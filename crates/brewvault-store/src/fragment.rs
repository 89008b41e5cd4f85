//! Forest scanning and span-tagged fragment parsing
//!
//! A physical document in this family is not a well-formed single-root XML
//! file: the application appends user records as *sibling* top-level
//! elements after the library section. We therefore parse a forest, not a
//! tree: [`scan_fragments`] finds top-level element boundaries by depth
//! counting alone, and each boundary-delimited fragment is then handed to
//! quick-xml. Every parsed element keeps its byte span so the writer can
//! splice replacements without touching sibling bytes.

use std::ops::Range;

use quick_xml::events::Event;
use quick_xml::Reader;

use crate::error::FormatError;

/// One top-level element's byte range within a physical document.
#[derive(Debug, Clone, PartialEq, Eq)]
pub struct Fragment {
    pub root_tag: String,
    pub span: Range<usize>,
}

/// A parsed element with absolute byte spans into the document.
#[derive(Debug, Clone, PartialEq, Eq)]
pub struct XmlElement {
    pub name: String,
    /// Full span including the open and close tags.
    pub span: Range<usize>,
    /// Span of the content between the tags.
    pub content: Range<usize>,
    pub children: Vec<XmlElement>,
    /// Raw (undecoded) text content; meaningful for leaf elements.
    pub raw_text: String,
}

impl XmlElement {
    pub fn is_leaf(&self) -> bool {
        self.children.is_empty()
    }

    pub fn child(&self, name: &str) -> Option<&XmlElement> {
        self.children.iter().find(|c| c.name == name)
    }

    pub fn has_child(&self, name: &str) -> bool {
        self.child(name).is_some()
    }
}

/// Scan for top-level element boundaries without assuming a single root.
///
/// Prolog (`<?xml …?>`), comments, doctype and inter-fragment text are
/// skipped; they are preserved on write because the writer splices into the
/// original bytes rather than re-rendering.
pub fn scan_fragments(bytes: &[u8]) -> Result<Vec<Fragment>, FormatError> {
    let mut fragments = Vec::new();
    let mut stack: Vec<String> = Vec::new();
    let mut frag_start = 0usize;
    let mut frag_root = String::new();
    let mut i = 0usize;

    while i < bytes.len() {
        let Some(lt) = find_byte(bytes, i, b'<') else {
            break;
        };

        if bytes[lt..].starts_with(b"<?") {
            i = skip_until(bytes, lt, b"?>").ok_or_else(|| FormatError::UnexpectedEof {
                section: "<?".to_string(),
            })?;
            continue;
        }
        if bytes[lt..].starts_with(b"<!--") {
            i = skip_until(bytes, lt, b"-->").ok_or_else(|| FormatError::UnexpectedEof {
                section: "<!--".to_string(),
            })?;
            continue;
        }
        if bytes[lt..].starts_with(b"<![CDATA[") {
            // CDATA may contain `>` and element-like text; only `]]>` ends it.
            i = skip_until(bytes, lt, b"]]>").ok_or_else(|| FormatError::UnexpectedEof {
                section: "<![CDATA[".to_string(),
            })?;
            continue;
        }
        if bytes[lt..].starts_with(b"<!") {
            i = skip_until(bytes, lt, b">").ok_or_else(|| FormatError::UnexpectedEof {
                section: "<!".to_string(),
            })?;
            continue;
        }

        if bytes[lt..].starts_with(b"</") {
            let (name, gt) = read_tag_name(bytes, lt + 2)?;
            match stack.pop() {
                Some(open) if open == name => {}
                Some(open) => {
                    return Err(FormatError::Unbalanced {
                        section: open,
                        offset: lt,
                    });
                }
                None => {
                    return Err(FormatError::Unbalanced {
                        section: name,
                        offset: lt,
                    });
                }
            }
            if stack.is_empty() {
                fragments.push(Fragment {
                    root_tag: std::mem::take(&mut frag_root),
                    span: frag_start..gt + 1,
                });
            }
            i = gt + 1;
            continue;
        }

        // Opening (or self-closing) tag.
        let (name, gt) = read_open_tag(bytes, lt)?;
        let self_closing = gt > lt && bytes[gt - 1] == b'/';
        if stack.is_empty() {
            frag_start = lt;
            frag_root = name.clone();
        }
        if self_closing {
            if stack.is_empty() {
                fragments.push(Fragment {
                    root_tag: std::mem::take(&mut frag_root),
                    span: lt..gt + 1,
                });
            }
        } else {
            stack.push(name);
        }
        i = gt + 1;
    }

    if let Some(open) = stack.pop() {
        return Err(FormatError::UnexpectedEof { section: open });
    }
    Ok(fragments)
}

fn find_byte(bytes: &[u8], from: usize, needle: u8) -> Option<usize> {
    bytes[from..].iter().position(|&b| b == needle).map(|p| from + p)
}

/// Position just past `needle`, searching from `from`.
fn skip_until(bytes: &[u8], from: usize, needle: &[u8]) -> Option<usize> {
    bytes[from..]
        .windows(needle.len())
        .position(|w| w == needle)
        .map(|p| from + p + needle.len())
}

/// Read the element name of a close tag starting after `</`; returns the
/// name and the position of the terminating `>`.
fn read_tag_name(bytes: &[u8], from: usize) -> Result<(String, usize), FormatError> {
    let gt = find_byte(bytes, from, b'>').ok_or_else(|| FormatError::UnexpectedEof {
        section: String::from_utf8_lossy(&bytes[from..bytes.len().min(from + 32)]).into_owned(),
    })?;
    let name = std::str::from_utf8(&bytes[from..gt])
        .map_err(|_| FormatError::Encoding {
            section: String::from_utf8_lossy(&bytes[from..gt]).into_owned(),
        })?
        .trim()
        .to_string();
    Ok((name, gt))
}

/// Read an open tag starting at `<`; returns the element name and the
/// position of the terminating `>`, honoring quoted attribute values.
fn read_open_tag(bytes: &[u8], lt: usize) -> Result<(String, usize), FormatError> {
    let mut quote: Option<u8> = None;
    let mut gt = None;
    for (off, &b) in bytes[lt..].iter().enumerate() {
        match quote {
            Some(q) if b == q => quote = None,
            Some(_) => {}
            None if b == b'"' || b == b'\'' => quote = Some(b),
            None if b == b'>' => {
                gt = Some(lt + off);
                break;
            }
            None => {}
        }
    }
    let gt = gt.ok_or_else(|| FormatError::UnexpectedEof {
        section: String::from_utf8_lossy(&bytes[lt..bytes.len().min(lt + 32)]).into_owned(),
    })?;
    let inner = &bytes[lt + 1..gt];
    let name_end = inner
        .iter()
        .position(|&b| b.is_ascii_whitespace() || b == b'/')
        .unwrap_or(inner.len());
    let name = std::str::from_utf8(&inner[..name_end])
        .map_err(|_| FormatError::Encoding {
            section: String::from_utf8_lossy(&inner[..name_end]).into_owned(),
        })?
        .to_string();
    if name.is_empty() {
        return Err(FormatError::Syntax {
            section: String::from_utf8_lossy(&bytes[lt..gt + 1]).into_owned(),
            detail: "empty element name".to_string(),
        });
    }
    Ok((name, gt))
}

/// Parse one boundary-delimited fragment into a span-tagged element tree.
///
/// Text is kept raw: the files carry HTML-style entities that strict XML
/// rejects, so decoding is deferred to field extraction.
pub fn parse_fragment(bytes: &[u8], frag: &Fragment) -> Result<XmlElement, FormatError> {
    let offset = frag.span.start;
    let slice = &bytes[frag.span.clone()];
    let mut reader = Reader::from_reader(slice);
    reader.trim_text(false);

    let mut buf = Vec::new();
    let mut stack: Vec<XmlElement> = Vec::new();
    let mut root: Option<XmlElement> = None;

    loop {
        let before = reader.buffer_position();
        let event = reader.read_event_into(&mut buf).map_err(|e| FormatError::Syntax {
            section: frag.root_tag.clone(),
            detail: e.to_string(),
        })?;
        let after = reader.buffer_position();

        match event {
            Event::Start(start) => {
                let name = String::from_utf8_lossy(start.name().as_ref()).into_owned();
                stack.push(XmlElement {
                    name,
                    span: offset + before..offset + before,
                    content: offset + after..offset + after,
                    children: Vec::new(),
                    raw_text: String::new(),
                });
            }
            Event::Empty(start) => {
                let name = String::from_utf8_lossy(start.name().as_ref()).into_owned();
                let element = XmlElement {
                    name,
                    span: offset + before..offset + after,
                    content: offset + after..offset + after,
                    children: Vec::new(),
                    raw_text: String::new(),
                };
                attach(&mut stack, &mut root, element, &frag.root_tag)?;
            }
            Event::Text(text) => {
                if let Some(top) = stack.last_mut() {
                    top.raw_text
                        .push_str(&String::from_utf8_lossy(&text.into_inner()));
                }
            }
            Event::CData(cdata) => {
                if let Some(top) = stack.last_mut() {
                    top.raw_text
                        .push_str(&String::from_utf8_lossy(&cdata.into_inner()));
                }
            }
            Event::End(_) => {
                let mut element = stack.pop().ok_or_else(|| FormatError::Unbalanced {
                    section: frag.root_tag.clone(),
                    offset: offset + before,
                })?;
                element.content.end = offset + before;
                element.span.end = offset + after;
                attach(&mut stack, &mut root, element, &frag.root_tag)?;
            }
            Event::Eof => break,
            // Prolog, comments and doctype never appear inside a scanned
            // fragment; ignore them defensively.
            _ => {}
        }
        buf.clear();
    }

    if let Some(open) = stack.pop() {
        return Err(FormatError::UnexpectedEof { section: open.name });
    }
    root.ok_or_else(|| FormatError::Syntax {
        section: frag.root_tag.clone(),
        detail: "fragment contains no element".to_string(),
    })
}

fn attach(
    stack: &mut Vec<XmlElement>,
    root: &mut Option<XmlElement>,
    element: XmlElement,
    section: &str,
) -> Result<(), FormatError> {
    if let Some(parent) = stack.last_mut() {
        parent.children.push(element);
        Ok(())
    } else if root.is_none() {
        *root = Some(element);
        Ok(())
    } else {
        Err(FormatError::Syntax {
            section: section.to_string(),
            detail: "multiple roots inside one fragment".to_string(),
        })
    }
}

----

• Assignment: Go through the entries above and pull out each line with "after" in it.

• Exercise output:
//! elements after the library section. We therefore parse a forest, not a
/// Read the element name of a close tag starting after `</`; returns the
        let after = reader.buffer_position();
                    content: offset + after..offset + after,
                    span: offset + before..offset + after,
                    content: offset + after..offset + after,
                element.span.end = offset + after;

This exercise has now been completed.